There are a lot of pressures for women to have children yet HIV positive women are advised never to have unprotected intercourse - including with an HIV positive partner, as this can lead to transmission of drug-resistant strains of HIV.
Women diagnosed antenatally are advised to take a combination of drugs to minimise the risk of mother to child HIV transmission, which have unpleasant side effects. Often there is no time to absorb the shocking news before deciding on complex treatments.
Women have to worry about their babies taking complex medicines (AZT and septrin are given to the baby during the first six weeks) to minimise transmission.
Caesarean section and bottle feeding are two further measures which can be taken to protect the baby from transmission but there is still a lot of stigma attached to HIV so women may have to lie to their families. Women also have to cope with not breast-feeding when it is the best food for the baby. More research needs to be carried out into ways of making breast milk from positive mothers HIV free. One company ACE InterMed has designed one such pasteuriser, but there is still no conclusive evidence it really works. This would be a break through since breast milk is best for baby and cheaper. The pasteuriser costs £50 only and could be provided on the NHS.

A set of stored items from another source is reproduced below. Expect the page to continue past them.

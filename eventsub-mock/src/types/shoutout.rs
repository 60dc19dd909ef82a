//! `channel.shoutout.create` and `channel.shoutout.receive`.
//!
//! The "to" user is the broadcaster the subscription targets. On create it
//! gives the shoutout to the "from" user; on receive it gets one from them.

use eventsub_shared::{EventsubCondition, MockEventParameters};
use serde::Serialize;
use serde_json::Value;

use super::{shift_timestamp, to_body, Broadcaster, Moderator, BOTH_TRANSPORTS};
use crate::errors::EventError;
use crate::events::{EventDefinition, MockEvent, TopicMapping};
use crate::random;

const CREATE_TOPIC: &str = "channel.shoutout.create";
const RECEIVE_TOPIC: &str = "channel.shoutout.receive";

const TOPICS: &[(&str, &str)] = &[
    ("shoutout-create", CREATE_TOPIC),
    ("shoutout-received", RECEIVE_TOPIC),
];

/// Minutes before the broadcaster can shout out anyone again.
const COOLDOWN_MINUTES: i64 = 2;
/// Minutes before the broadcaster can shout out the same channel again.
const TARGET_COOLDOWN_MINUTES: i64 = 60;

static DEFINITION: EventDefinition = EventDefinition {
    name: "shoutout",
    version: "1",
    transports: BOTH_TRANSPORTS,
    triggers: &["shoutout-create", "shoutout-received"],
    mapping: &TopicMapping::mirrored(TOPICS),
};

/// Mock shoutout events.
#[derive(Debug, Clone, Copy, Default)]
pub struct Shoutout;

#[derive(Serialize)]
struct ShoutoutCreateEvent<'a> {
    #[serde(flatten)]
    broadcaster: Broadcaster<'a>,
    #[serde(flatten)]
    moderator: Moderator<'a>,
    to_broadcaster_user_id: &'a str,
    to_broadcaster_user_login: &'a str,
    to_broadcaster_user_name: &'a str,
    started_at: &'a str,
    viewer_count: i64,
    cooldown_ends_at: String,
    target_cooldown_ends_at: String,
}

#[derive(Serialize)]
struct ShoutoutReceiveEvent<'a> {
    #[serde(flatten)]
    broadcaster: Broadcaster<'a>,
    from_broadcaster_user_id: &'a str,
    from_broadcaster_user_login: &'a str,
    from_broadcaster_user_name: &'a str,
    viewer_count: i64,
    started_at: &'a str,
}

impl MockEvent for Shoutout {
    fn definition(&self) -> &'static EventDefinition {
        &DEFINITION
    }

    fn condition(&self, params: &MockEventParameters) -> EventsubCondition {
        EventsubCondition::broadcaster(&params.to_user_id).with_moderator(&params.to_user_id)
    }

    fn event_body(&self, topic: &str, params: &MockEventParameters) -> Result<Value, EventError> {
        let viewer_count = random::random_viewer_count();

        if topic == RECEIVE_TOPIC {
            return to_body(&ShoutoutReceiveEvent {
                broadcaster: Broadcaster::of(params),
                from_broadcaster_user_id: &params.from_user_id,
                from_broadcaster_user_login: &params.from_user_login,
                from_broadcaster_user_name: &params.from_user_name,
                viewer_count,
                started_at: &params.timestamp,
            });
        }

        to_body(&ShoutoutCreateEvent {
            broadcaster: Broadcaster::of(params),
            moderator: Moderator::of(params),
            to_broadcaster_user_id: &params.from_user_id,
            to_broadcaster_user_login: &params.from_user_login,
            to_broadcaster_user_name: &params.from_user_name,
            started_at: &params.timestamp,
            viewer_count,
            cooldown_ends_at: shift_timestamp(&params.timestamp, COOLDOWN_MINUTES),
            target_cooldown_ends_at: shift_timestamp(&params.timestamp, TARGET_COOLDOWN_MINUTES),
        })
    }
}

#[cfg(test)]
mod tests {
    use super::*;
    use crate::types::test_support::{params, payload};

    #[test]
    fn test_shoutout_create_cooldowns() {
        let payload = payload(&Shoutout, &params("shoutout-create"));
        assert_eq!(payload["subscription"]["type"], CREATE_TOPIC);

        let body = &payload["event"];
        assert_eq!(body["to_broadcaster_user_id"], "5678");
        assert_eq!(body["cooldown_ends_at"], "2024-05-01T12:02:00Z");
        assert_eq!(body["target_cooldown_ends_at"], "2024-05-01T13:00:00Z");
    }

    #[test]
    fn test_shoutout_receive_body() {
        let payload = payload(&Shoutout, &params("shoutout-received"));
        assert_eq!(payload["subscription"]["type"], RECEIVE_TOPIC);

        let body = &payload["event"];
        assert_eq!(body["from_broadcaster_user_id"], "5678");
        assert!(body.get("cooldown_ends_at").is_none());
    }
}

Women don't have a choice around breast-feeding; yet formula milk is very expensive and unavailable to asylum seekers on vouchers. This could force mothers to breast feed their babies and hence transmit the virus. The government has made a commitment to lowering the rate of HIV infection - this is one way of acting on this commitment.
HIV positive women who are able to take medication successfully are returning to work but within the confines of the HIV sector only because they have support from peers around dealing with daily medication, time off for hospital appointments for oneself and dependants who may be positive. There is a great need for HIV to be recognised fully under the Disability Discrimination Act. Employing positive people involves having good support systems in place - and a lot of education is still needed to fight stigma in the workplace.